FinKario-RAG reports the strongest overall performance in the main table: ARR 2.633, volatility 0.534, Sharpe ratio 4.926, maximum drawdown 0.172, Calmar ratio 15.315, and accuracy 0.581.

A few comparisons make the result easier to interpret:

Model / strategy	ARR	Sharpe	Max drawdown	Accuracy
FinKario-RAG	2.633	4.926	0.172	0.581
Guolian-Minsheng	2.012	3.108	0.169	0.575
SOOCHOW	1.625	3.115	0.132	0.557
Stock-Chain	1.177	0.971	0.190	0.546
Qwen3-8B	0.941	2.051	0.132	0.475
GPT-4o-mini	0.351	0.944	0.178	0.471
Raw-report RAG using GPT-4o-mini	0.336	0.932	0.197	0.559

The accuracy result needs sober reading. FinKario-RAG’s 0.581 is the best reported accuracy, but it is only slightly above Guolian-Minsheng’s 0.575 and China-Fortune’s 0.573. The larger difference is not directional accuracy alone. It is the combination of return, risk-adjusted return, and drawdown profile under the paper’s trading rule.

That matters because a trading system can be only modestly better at direction and still produce much stronger returns if its correct calls occur in higher-payoff situations, if its selection set is better, or if its sector exposure aligns with market momentum. The paper’s case study suggests FinKario-RAG concentrated more heavily in high-growth sectors such as electrical equipment, semiconductors, and healthcare during a technology-led rally around February 2025. That is a useful behavioural explanation, though it should be treated as interpretive evidence rather than a separate proof.

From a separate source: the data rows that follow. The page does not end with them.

// Copyright (C) 2026 Michael Wilson <mike@mdwn.dev>
//
// This program is free software: you can redistribute it and/or modify it under
// the terms of the GNU General Public License as published by the Free Software
// Foundation, version 3.
//
// This program is distributed in the hope that it will be useful, but WITHOUT
// ANY WARRANTY; without even the implied warranty of MERCHANTABILITY or FITNESS
// FOR A PARTICULAR PURPOSE. See the GNU General Public License for more details.
//
// You should have received a copy of the GNU General Public License along with
// this program. If not, see <https://www.gnu.org/licenses/>.
//
use std::collections::HashMap;
use std::error::Error;
use std::fs;
use std::path::Path;
use std::sync::Arc;

use serde::Deserialize;

/// The JSON document describing the full sound library, fetched from the
/// CDN or read from disk.
#[derive(Deserialize)]
#[serde(rename_all = "camelCase")]
pub struct Manifest {
    /// A UNIX timestamp with millisecond resolution of the instant when the
    /// sound library was last updated.
    updated_at: u64,
    /// A path relative to the manifest, where individual segments are
    /// accessible at `{segmentsBasePath}/{soundId}/{segmentName}.m3u8`.
    segments_base_path: String,
    /// The groups for categorising sounds.
    groups: Vec<Group>,
    /// The tags for declaring keywords related to sounds.
    tags: Vec<Tag>,
    /// The definitions of the available sounds in the library.
    sounds: Vec<Sound>,
}

impl Manifest {
    /// Deserializes a manifest JSON file from the path.
    pub fn deserialize(path: &Path) -> Result<Manifest, Box<dyn Error>> {
        serde_json::from_str(&fs::read_to_string(path)?)
            .map_err(|e| format!("error parsing manifest {}: {}", path.display(), e).into())
    }

    /// Gets the instant of the last library update, as UNIX milliseconds.
    pub fn updated_at(&self) -> u64 {
        self.updated_at
    }

    /// Gets the groups declared by the manifest.
    pub fn groups(&self) -> &[Group] {
        &self.groups
    }

    /// Gets the tags declared by the manifest.
    pub fn tags(&self) -> &[Tag] {
        &self.tags
    }

    /// Gets the sounds declared by the manifest.
    pub fn sounds(&self) -> &[Sound] {
        &self.sounds
    }

    /// Resolves the manifest into a library. Every group and tag reference
    /// must resolve; a dangling id fails the whole load rather than
    /// producing a partial catalogue.
    pub fn to_library(&self) -> Result<crate::library::Library, Box<dyn Error>> {
        let groups: HashMap<&str, &str> = self
            .groups
            .iter()
            .map(|group| (group.id.as_str(), group.name.as_str()))
            .collect();
        let tags: HashMap<&str, &str> = self
            .tags
            .iter()
            .map(|tag| (tag.id.as_str(), tag.name.as_str()))
            .collect();

        let mut sounds: HashMap<String, Arc<crate::library::Sound>> = HashMap::new();
        for sound in self.sounds.iter() {
            let sound = crate::library::Sound::new(&self.segments_base_path, sound, &groups, &tags)?;
            sounds.insert(sound.id().to_string(), Arc::new(sound));
        }

        Ok(crate::library::Library::new(sounds))
    }
}

/// A group for categorising sounds.
#[derive(Deserialize)]
pub struct Group {
    /// A unique stable snake-cased identifier for the group.
    id: String,
    /// A user-presentable name for the group.
    name: String,
}

impl Group {
    /// Gets the id of the group.
    pub fn id(&self) -> &str {
        &self.id
    }

    /// Gets the name of the group.
    pub fn name(&self) -> &str {
        &self.name
    }
}

/// A tag declaring a keyword related to sounds.
#[derive(Deserialize)]
pub struct Tag {
    /// A unique stable snake-cased identifier for the tag.
    id: String,
    /// A user-presentable name for the tag.
    name: String,
}

impl Tag {
    /// Gets the id of the tag.
    pub fn id(&self) -> &str {
        &self.id
    }

    /// Gets the name of the tag.
    pub fn name(&self) -> &str {
        &self.name
    }
}

/// The manifest representation of a sound.
#[derive(Deserialize)]
#[serde(rename_all = "camelCase")]
pub struct Sound {
    /// A unique stable snake-cased identifier for the sound.
    id: String,
    /// The id of an existing group this sound belongs to.
    group_id: String,
    /// A user-presentable name for the sound.
    name: String,
    /// A URI containing a user-presentable icon for the sound.
    icon: String,
    /// The upper limit (in seconds) for the amount of silence to add
    /// in-between segments for non-contiguous sounds. A sound with a zero
    /// limit is contiguous.
    max_silence: u64,
    /// The segments of this sound.
    segments: Vec<Segment>,
    /// The ids of existing tags that associate with this sound.
    tags: Vec<String>,
    /// Attributions for the original clip sources of this sound.
    sources: Vec<Source>,
}

impl Sound {
    /// Gets the id of the sound.
    pub fn id(&self) -> &str {
        &self.id
    }

    /// Gets the group id of the sound.
    pub fn group_id(&self) -> &str {
        &self.group_id
    }

    /// Gets the name of the sound.
    pub fn name(&self) -> &str {
        &self.name
    }

    /// Gets the icon URI of the sound.
    pub fn icon(&self) -> &str {
        &self.icon
    }

    /// Gets the upper limit for the silence between segment repeats.
    pub fn max_silence(&self) -> u64 {
        self.max_silence
    }

    /// Gets the segments of the sound.
    pub fn segments(&self) -> &[Segment] {
        &self.segments
    }

    /// Gets the tag ids of the sound.
    pub fn tags(&self) -> &[String] {
        &self.tags
    }

    /// Gets the source attributions of the sound.
    pub fn sources(&self) -> &[Source] {
        &self.sources
    }
}

/// The manifest representation of a sound segment.
#[derive(Deserialize)]
#[serde(rename_all = "camelCase")]
pub struct Segment {
    /// The name of the segment.
    name: String,
    /// A hint whether the segment is available to unsubscribed users.
    is_free: bool,
}

impl Segment {
    /// Gets the name of the segment.
    pub fn name(&self) -> &str {
        &self.name
    }

    /// Returns true if the segment is available to unsubscribed users.
    pub fn is_free(&self) -> bool {
        self.is_free
    }
}

/// Attribution details for an original clip source.
#[derive(Deserialize)]
pub struct Source {
    /// The name of the source clip.
    name: String,
    /// The URL of the source clip.
    url: String,
    /// The SPDX license code of the source clip.
    license: String,
    /// The author of the source clip.
    author: Option<Author>,
}

impl Source {
    /// Gets the name of the source clip.
    pub fn name(&self) -> &str {
        &self.name
    }

    /// Gets the URL of the source clip.
    pub fn url(&self) -> &str {
        &self.url
    }

    /// Gets the SPDX license code of the source clip.
    pub fn license(&self) -> &str {
        &self.license
    }

    /// Gets the author of the source clip.
    pub fn author(&self) -> Option<&Author> {
        self.author.as_ref()
    }
}

/// The author of a source clip.
#[derive(Deserialize)]
pub struct Author {
    /// The name of the author.
    name: String,
    /// The URL of the author.
    url: String,
}

impl Author {
    /// Gets the name of the author.
    pub fn name(&self) -> &str {
        &self.name
    }

    /// Gets the URL of the author.
    pub fn url(&self) -> &str {
        &self.url
    }
}

#[cfg(test)]
mod test {
    use std::error::Error;
    use std::path::PathBuf;

    use super::Manifest;

    #[test]
    fn test_deserialize() -> Result<(), Box<dyn Error>> {
        let manifest = Manifest::deserialize(&PathBuf::from("assets/library-manifest.json"))?;

        assert_eq!(1719912600000, manifest.updated_at());
        assert_eq!(3, manifest.groups().len());
        assert_eq!(3, manifest.tags().len());
        assert_eq!(4, manifest.sounds().len());

        let rain = manifest
            .sounds()
            .iter()
            .find(|sound| sound.id() == "rain")
            .expect("rain should be in the manifest");
        assert_eq!("water", rain.group_id());
        assert_eq!(0, rain.max_silence());
        assert_eq!(2, rain.segments().len());
        Ok(())
    }

    #[test]
    fn test_to_library_rejects_dangling_group() -> Result<(), Box<dyn Error>> {
        let manifest =
            Manifest::deserialize(&PathBuf::from("assets/dangling-group-manifest.json"))?;

        let err = manifest
            .to_library()
            .expect_err("dangling group reference should fail the load");
        assert!(err.to_string().contains("unknown group 'lava'"));
        Ok(())
    }

    #[test]
    fn test_to_library_rejects_dangling_tag() -> Result<(), Box<dyn Error>> {
        let manifest = Manifest::deserialize(&PathBuf::from("assets/dangling-tag-manifest.json"))?;

        let err = manifest
            .to_library()
            .expect_err("dangling tag reference should fail the load");
        assert!(err.to_string().contains("unknown tag 'storm'"));
        Ok(())
    }
}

The ablations say the Event Graph is doing real work

The ablation studies are where the paper’s mechanism becomes testable. They ask two practical questions:

Does the knowledge source matter?
Does the retrieval method matter?

The answer to both is yes, at least within the reported setup.

When FinKario-RAG is replaced with raw research-report input, performance falls sharply: ARR is 0.336, Sharpe is 0.932, and maximum drawdown rises to 0.197. This supports the claim that simply injecting long report text is not enough. The model struggles to filter and structure useful information from long documents.

When the system uses HiDy, an open-source financial knowledge base, ARR rises to 0.462 and Sharpe to 1.353, but it still remains far below the full FinKario setup. This suggests that generic or external financial knowledge helps, but the event-enhanced report-specific graph is carrying much of the advantage.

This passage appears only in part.